What is needed: Nothing is to be left out: repeat every entry exactly as given.

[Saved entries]
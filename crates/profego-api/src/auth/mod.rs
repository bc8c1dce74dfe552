//! Authentication: identity provider seam, Firebase adapter, Bearer middleware.

pub mod firebase;
pub mod middleware;
pub mod models;
pub mod provider;

pub use firebase::FirebaseIdentityProvider;
pub use models::UserContext;
pub use provider::{AuthError, Identity, IdentityProvider, Session};
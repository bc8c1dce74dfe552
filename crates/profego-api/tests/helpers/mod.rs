//! Test helpers: build the router around local storage and a stub identity provider.
//!
//! Run with `cargo test -p profego-api`.

#![allow(dead_code)]

pub mod identity;

use axum_test::TestServer;
use profego_api::setup::{routes, services};
use profego_api::state::AppState;
use profego_core::Config;
use profego_processing::BuiltinConverter;
use profego_storage::{create_storage, ArtifactStore};
use std::collections::HashMap;
use std::sync::Arc;
use tempfile::TempDir;

pub use identity::StubIdentityProvider;

pub const TEST_EMAIL: &str = "ana@example.com";
pub const TEST_PASSWORD: &str = "secret123";

/// Test application: server, state, and owned resources.
pub struct TestApp {
    pub server: TestServer,
    pub state: Arc<AppState>,
    pub identity: Arc<StubIdentityProvider>,
    pub _temp_dir: TempDir,
}

impl TestApp {
    pub fn client(&self) -> &TestServer {
        &self.server
    }

    /// Register `email` with the stub provider and return a bearer header value.
    pub fn bearer_for(&self, email: &str) -> String {
        self.identity.add_user(email, TEST_PASSWORD);
        format!("Bearer {}", StubIdentityProvider::token_for(email))
    }

    pub fn bearer(&self) -> String {
        self.bearer_for(TEST_EMAIL)
    }
}

pub async fn setup_test_app() -> TestApp {
    setup_test_app_with(&[]).await
}

/// Setup a test app; `overrides` are applied on top of the default test environment.
pub async fn setup_test_app_with(overrides: &[(&str, &str)]) -> TestApp {
    let temp_dir = tempfile::tempdir().expect("Failed to create temp dir");
    let storage_path = temp_dir.path().join("storage");
    let staging_path = temp_dir.path().join("staging");

    let mut env: HashMap<String, String> = HashMap::from([
        ("ENVIRONMENT".to_string(), "test".to_string()),
        ("STORAGE_BACKEND".to_string(), "local".to_string()),
        (
            "LOCAL_STORAGE_PATH".to_string(),
            storage_path.display().to_string(),
        ),
        ("STAGING_DIR".to_string(), staging_path.display().to_string()),
        ("FIREBASE_API_KEY".to_string(), "test-key".to_string()),
    ]);
    for (key, value) in overrides {
        env.insert(key.to_string(), value.to_string());
    }

    let config = Config::from_lookup(|key| env.get(key).cloned()).expect("Invalid test config");
    config.validate().expect("Test config failed validation");

    let storage = create_storage(&config)
        .await
        .expect("Failed to create test storage");
    let artifacts = ArtifactStore::new(storage);
    let converter = Arc::new(BuiltinConverter::new(staging_path.join("converted")));
    let identity = Arc::new(StubIdentityProvider::default());

    let state = services::build_state(config.clone(), artifacts, converter, identity.clone());
    let router = routes::setup_routes(&config, state.clone()).expect("Failed to build routes");
    let server = TestServer::new(router).expect("Failed to start test server");

    TestApp {
        server,
        state,
        identity,
        _temp_dir: temp_dir,
    }
}
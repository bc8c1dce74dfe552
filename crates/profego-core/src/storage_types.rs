use std::fmt::{Display, Formatter, Result as FmtResult};
use std::str::FromStr;

/// Storage backend types
///
/// Defined in core because configuration selects it before any storage crate code runs.
#[derive(Debug, Clone, Copy, PartialEq, Eq, serde::Serialize, serde::Deserialize)]
#[serde(rename_all = "lowercase")]
pub enum StorageBackend {
    S3,
    Local,
}

impl FromStr for StorageBackend {
    type Err = anyhow::Error;

    fn from_str(s: &str) -> Result<Self, Self::Err> {
        match s.to_lowercase().as_str() {
            "s3" => Ok(StorageBackend::S3),
            "local" => Ok(StorageBackend::Local),
            _ => Err(anyhow::anyhow!("Invalid storage backend: {}", s)),
        }
    }
}

impl Display for StorageBackend {
    fn fmt(&self, f: &mut Formatter<'_>) -> FmtResult {
        match self {
            StorageBackend::S3 => write!(f, "s3"),
            StorageBackend::Local => write!(f, "local"),
        }
    }
}

#[cfg(test)]
mod tests {
    use super::*;

    #[test]
    fn test_parse_is_case_insensitive() {
        assert_eq!("S3".parse::<StorageBackend>().unwrap(), StorageBackend::S3);
        assert_eq!(
            "local".parse::<StorageBackend>().unwrap(),
            StorageBackend::Local
        );
        assert!("nfs".parse::<StorageBackend>().is_err());
    }

    #[test]
    fn test_display_round_trips() {
        assert_eq!(StorageBackend::Local.to_string(), "local");
        assert_eq!(
            StorageBackend::S3.to_string().parse::<StorageBackend>().unwrap(),
            StorageBackend::S3
        );
    }
}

Solved exercise:
filename crates/profego-api/src/auth/mod.rs
repository bc8c1dce74dfe552
//! Authentication: identity provider seam, Firebase adapter, Bearer middleware.

pub mod firebase;
pub mod middleware;
pub mod models;
pub mod provider;

pub use firebase::FirebaseIdentityProvider;
pub use models::UserContext;
pub use provider::{AuthError, Identity, IdentityProvider, Session};
repository bc8c1dce74dfe552
filename crates/profego-api/tests/helpers/mod.rs
//! Test helpers: build the router around local storage and a stub identity provider.
//!
//! Run with `cargo test -p profego-api`.

#![allow(dead_code)]

pub mod identity;

use axum_test::TestServer;
use profego_api::setup::{routes, services};
use profego_api::state::AppState;
use profego_core::Config;
use profego_processing::BuiltinConverter;
use profego_storage::{create_storage, ArtifactStore};
use std::collections::HashMap;
use std::sync::Arc;
use tempfile::TempDir;

pub use identity::StubIdentityProvider;

pub const TEST_EMAIL: &str = "ana@example.com";
pub const TEST_PASSWORD: &str = "secret123";

/// Test application: server, state, and owned resources.
pub struct TestApp {
    pub server: TestServer,
    pub state: Arc<AppState>,
    pub identity: Arc<StubIdentityProvider>,
    pub _temp_dir: TempDir,
}

impl TestApp {
    pub fn client(&self) -> &TestServer {
        &self.server
    }

    /// Register `email` with the stub provider and return a bearer header value.
    pub fn bearer_for(&self, email: &str) -> String {
        self.identity.add_user(email, TEST_PASSWORD);
        format!("Bearer {}", StubIdentityProvider::token_for(email))
    }

    pub fn bearer(&self) -> String {
        self.bearer_for(TEST_EMAIL)
    }
}

pub async fn setup_test_app() -> TestApp {
    setup_test_app_with(&[]).await
}

/// Setup a test app; `overrides` are applied on top of the default test environment.
pub async fn setup_test_app_with(overrides: &[(&str, &str)]) -> TestApp {
    let temp_dir = tempfile::tempdir().expect("Failed to create temp dir");
    let storage_path = temp_dir.path().join("storage");
    let staging_path = temp_dir.path().join("staging");

    let mut env: HashMap<String, String> = HashMap::from([
        ("ENVIRONMENT".to_string(), "test".to_string()),
        ("STORAGE_BACKEND".to_string(), "local".to_string()),
        (
            "LOCAL_STORAGE_PATH".to_string(),
            storage_path.display().to_string(),
        ),
        ("STAGING_DIR".to_string(), staging_path.display().to_string()),
        ("FIREBASE_API_KEY".to_string(), "test-key".to_string()),
    ]);
    for (key, value) in overrides {
        env.insert(key.to_string(), value.to_string());
    }

    let config = Config::from_lookup(|key| env.get(key).cloned()).expect("Invalid test config");
    config.validate().expect("Test config failed validation");

    let storage = create_storage(&config)
        .await
        .expect("Failed to create test storage");
    let artifacts = ArtifactStore::new(storage);
    let converter = Arc::new(BuiltinConverter::new(staging_path.join("converted")));
    let identity = Arc::new(StubIdentityProvider::default());

    let state = services::build_state(config.clone(), artifacts, converter, identity.clone());
    let router = routes::setup_routes(&config, state.clone()).expect("Failed to build routes");
    let server = TestServer::new(router).expect("Failed to start test server");

    TestApp {
        server,
        state,
        identity,
        _temp_dir: temp_dir,
    }
}
repository bc8c1dce74dfe552
filename crates/profego-core/src/storage_types.rs
use std::fmt::{Display, Formatter, Result as FmtResult};
use std::str::FromStr;

/// Storage backend types
///
/// Defined in core because configuration selects it before any storage crate code runs.
#[derive(Debug, Clone, Copy, PartialEq, Eq, serde::Serialize, serde::Deserialize)]
#[serde(rename_all = "lowercase")]
pub enum StorageBackend {
    S3,
    Local,
}

impl FromStr for StorageBackend {
    type Err = anyhow::Error;

    fn from_str(s: &str) -> Result<Self, Self::Err> {
        match s.to_lowercase().as_str() {
            "s3" => Ok(StorageBackend::S3),
            "local" => Ok(StorageBackend::Local),
            _ => Err(anyhow::anyhow!("Invalid storage backend: {}", s)),
        }
    }
}

impl Display for StorageBackend {
    fn fmt(&self, f: &mut Formatter<'_>) -> FmtResult {
        match self {
            StorageBackend::S3 => write!(f, "s3"),
            StorageBackend::Local => write!(f, "local"),
        }
    }
}

#[cfg(test)]
mod tests {
    use super::*;

    #[test]
    fn test_parse_is_case_insensitive() {
        assert_eq!("S3".parse::<StorageBackend>().unwrap(), StorageBackend::S3);
        assert_eq!(
            "local".parse::<StorageBackend>().unwrap(),
            StorageBackend::Local
        );
        assert!("nfs".parse::<StorageBackend>().is_err());
    }

    #[test]
    fn test_display_round_trips() {
        assert_eq!(StorageBackend::Local.to_string(), "local");
        assert_eq!(
            StorageBackend::S3.to_string().parse::<StorageBackend>().unwrap(),
            StorageBackend::S3
        );
    }
}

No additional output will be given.